Anna Mahjar-Barducci

Il y a à peine quelques jours, Mme Ghislaine El Abid, chargée de mission au Conseil de la Communauté Marocaine à l’Etranger (CCME), que j’ai eu l’honneur de connaître lors d’une table ronde du CCME au SIEL à Rabat, m’a fait cadeau du livre « Tamaghrabit », écrit par Dr Abdellah Boussouf, historien et secrétaire général du CCME. Après avoir lu l’ouvrage, j’ai compris que pour être une bonne ambassadrice de mon pays, il fallait décoder le sens du mot Tamaghrabit, mot qui garde l’essence des valeurs qui constituent l’identité marocaine.
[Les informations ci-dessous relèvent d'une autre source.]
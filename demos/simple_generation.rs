//! Generate a single image from a text prompt.
//!
//! Requires a running ComfyUI instance at http://127.0.0.1:8188
//! with at least one checkpoint installed.
//!
//! ```sh
//! cargo run --example simple_generation
//! ```

use comfyui_client::{ComfyClient, Txt2ImgRequest, WaitOptions};
use std::time::Duration;

#[tokio::main]
async fn main() -> std::result::Result<(), Box<dyn std::error::Error>> {
    tracing_subscriber::fmt()
        .with_env_filter(tracing_subscriber::EnvFilter::from_default_env())
        .init();

    let client = ComfyClient::new("http://127.0.0.1:8188");

    // Check connection
    if !client.health().await? {
        eprintln!("ComfyUI is not responding");
        return Ok(());
    }
    println!("ComfyUI is online");

    let checkpoints = client.checkpoints().await?;
    let Some(checkpoint) = checkpoints.first() else {
        eprintln!("No checkpoints found, install a model first");
        return Ok(());
    };
    println!("Using checkpoint: {}", checkpoint);

    let (workflow, seed) = Txt2ImgRequest::new("a beautiful sunset over mountains", checkpoint)
        .negative("lowres, blurry, bad anatomy")
        .steps(25)
        .cfg_scale(7.5)
        .build()?;
    println!("Seed: {}", seed);

    let opts = WaitOptions::new().with_timeout(Duration::from_secs(120));
    let result = client.execute(&workflow, opts, |_| {}).await?;

    println!(
        "Generated {} image(s) in {:.1}s",
        result.images.len(),
        result.duration.as_secs_f64()
    );
    for img in &result.images {
        client.save_image(img, &img.filename).await?;
        println!("Saved: {}", img.filename);
    }

    Ok(())
}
En effet, le concept de Tamaghrabit offre une réponse détaillée et complète aux questions suivantes : qui sommes-nous en tant que peuple ? Quelle est notre identité ? Quelle est notre vision de l’avenir pour nous-mêmes et pour le reste du monde ? Ces questions sur l’identité sont fondamentales, notamment dans la réflexion sur le rôle des Marocains à l’étranger, véritable soft power (« puissance douce », dans le sens de J. Nye) du Maroc.

La première idée qui nous vient à l’esprit en cherchant l’étymologie du terme Tamaghrabit, c’est son caractère multiculturel, réunissant les langues amazighe (tamazight) et arabe. Généralement, le tamazight utilise le morphème « t…t » pour construire la forme féminine d’un mot, par exemple en tamazight du Maroc central, invité (au masculin) est « anbgi », mais, en ajoutant le morphème « t…t », on obtient le mot « tanbgiwt », c’est-à-dire invitée (au féminin). Dans le même temps, ce morphème nous aide pour construire un nom d’action à partir d’un verbe. Par exemple, « kkusu » signifie hériter et « tukkust » est l’action d’hériter, également traduisible par héritage. Ainsi, dans le cas du Tamaghrabit, le morphème « t…t » a été ajouté au mot arabe maghrebi, marocain, qui lui a donné une connotation féminine. Par conséquent, le mot Tamaghrabit, qui combine ensemble le tamazight et l’arabe, nous explique que les valeurs du Maroc comprennent l’inclusion, la cohésion dans la diversité, l’aspect féminin et l’action de mettre ces valeurs en pratique. En plus, dans l’alphabet amazighe la lettre « t » du morphème « t…t » est écrite avec deux lignes qui se traversent, représentant le croisement des chemins et la rencontre entre les hommes.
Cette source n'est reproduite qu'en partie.